### What you need to do
Starting with the first line and ending with the one that holds "pub fn internal(msg: impl", retype the entries exactly.

Dataset entries

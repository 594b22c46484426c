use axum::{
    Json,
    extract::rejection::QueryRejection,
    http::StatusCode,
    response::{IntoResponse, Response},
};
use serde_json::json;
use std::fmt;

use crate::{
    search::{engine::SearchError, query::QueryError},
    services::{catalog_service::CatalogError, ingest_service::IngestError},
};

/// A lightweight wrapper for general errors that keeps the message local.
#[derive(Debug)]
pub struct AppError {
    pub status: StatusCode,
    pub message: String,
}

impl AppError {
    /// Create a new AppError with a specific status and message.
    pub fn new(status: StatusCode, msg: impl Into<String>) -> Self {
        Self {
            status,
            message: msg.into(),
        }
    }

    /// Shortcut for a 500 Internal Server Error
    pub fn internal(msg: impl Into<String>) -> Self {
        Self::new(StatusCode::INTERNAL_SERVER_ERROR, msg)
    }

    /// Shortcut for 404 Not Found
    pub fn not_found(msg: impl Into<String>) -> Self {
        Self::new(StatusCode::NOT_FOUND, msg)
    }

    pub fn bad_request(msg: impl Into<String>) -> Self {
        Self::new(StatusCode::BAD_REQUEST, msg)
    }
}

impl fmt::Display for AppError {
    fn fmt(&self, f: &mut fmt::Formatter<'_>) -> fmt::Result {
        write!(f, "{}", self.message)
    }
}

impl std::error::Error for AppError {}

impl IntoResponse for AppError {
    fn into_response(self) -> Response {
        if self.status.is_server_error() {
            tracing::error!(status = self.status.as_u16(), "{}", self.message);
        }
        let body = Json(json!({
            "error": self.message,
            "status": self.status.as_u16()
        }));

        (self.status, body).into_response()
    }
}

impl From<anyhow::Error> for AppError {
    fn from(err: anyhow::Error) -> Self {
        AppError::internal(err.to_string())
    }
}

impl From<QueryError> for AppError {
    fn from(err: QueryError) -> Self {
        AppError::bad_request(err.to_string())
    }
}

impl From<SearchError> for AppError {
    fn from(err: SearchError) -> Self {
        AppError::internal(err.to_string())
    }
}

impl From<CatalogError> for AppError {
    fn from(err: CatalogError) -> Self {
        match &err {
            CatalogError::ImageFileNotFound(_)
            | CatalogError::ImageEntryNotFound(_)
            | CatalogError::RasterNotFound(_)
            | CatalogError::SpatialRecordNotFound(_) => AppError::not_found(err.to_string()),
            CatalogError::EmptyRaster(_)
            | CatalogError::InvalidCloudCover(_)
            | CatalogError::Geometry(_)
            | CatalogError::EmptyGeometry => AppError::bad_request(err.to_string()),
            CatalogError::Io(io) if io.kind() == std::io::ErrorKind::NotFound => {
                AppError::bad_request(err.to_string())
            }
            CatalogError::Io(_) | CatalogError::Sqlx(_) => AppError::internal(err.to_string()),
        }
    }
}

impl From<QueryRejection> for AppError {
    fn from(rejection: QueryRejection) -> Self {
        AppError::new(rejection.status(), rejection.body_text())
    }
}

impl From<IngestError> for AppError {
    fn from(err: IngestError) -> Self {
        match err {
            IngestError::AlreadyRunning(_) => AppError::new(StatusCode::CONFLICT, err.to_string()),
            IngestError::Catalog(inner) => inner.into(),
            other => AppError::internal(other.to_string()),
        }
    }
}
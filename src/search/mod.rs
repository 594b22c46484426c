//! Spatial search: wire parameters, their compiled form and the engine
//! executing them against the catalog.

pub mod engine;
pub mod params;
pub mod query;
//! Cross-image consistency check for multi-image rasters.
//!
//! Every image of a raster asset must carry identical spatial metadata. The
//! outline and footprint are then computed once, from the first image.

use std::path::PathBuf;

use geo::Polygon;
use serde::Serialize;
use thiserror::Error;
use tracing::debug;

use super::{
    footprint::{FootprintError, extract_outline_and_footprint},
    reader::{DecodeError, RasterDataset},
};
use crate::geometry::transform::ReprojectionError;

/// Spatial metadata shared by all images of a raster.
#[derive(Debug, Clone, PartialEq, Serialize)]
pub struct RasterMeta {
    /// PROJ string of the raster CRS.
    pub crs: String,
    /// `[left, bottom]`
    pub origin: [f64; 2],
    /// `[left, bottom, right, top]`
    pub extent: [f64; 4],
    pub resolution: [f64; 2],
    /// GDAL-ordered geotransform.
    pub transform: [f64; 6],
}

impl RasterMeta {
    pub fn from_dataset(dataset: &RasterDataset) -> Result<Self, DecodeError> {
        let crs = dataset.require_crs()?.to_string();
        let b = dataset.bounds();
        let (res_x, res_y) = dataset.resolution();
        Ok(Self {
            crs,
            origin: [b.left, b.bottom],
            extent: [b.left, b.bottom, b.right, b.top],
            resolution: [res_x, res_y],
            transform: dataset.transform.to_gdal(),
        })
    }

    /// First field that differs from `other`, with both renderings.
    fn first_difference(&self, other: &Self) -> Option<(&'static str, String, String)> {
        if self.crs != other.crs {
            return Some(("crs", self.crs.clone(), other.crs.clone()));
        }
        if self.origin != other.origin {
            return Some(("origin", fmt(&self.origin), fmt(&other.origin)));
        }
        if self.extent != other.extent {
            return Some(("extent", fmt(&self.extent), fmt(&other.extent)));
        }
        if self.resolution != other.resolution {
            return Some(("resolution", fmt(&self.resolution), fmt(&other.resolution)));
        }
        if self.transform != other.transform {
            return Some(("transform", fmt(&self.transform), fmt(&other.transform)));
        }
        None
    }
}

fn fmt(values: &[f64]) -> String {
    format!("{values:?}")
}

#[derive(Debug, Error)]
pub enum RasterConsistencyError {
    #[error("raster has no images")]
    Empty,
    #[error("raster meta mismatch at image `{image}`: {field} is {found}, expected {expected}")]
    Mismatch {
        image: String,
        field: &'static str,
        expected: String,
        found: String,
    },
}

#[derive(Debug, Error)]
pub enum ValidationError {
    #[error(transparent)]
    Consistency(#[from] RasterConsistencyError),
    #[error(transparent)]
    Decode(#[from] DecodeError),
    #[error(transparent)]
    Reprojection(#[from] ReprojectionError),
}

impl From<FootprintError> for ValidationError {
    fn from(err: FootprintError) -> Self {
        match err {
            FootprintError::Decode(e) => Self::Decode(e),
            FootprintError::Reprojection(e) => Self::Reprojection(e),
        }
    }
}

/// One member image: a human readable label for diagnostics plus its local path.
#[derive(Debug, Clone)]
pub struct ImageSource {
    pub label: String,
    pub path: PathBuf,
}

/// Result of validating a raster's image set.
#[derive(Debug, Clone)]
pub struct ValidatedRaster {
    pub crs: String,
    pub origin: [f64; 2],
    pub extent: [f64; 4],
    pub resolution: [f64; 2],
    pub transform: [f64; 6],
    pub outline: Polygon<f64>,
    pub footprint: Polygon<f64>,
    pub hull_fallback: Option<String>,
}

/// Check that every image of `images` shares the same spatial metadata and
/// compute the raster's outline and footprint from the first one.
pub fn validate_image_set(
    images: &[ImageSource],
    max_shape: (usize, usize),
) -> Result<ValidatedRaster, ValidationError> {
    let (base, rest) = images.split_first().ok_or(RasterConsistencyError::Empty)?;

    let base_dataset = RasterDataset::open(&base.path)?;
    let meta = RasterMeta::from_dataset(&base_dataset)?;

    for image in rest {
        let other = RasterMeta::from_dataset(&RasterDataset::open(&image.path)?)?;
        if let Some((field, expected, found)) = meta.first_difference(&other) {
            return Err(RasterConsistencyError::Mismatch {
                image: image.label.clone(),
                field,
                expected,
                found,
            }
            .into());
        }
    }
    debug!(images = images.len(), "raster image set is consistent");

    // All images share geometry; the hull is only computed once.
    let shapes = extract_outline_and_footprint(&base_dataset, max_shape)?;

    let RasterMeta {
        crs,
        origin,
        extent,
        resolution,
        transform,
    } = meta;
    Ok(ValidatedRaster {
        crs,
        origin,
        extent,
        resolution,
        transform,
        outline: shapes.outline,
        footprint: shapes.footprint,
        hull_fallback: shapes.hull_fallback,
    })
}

### Response to the task
repository 594b22c46484426c
use axum::{
    Json,
    extract::rejection::QueryRejection,
    http::StatusCode,
    response::{IntoResponse, Response},
};
use serde_json::json;
use std::fmt;

use crate::{
    search::{engine::SearchError, query::QueryError},
    services::{catalog_service::CatalogError, ingest_service::IngestError},
};

/// A lightweight wrapper for general errors that keeps the message local.
#[derive(Debug)]
pub struct AppError {
    pub status: StatusCode,
    pub message: String,
}

impl AppError {
    /// Create a new AppError with a specific status and message.
    pub fn new(status: StatusCode, msg: impl Into<String>) -> Self {
        Self {
            status,
            message: msg.into(),
        }
    }

    /// Shortcut for a 500 Internal Server Error
    pub fn internal(msg: impl Into<String>) -> Self {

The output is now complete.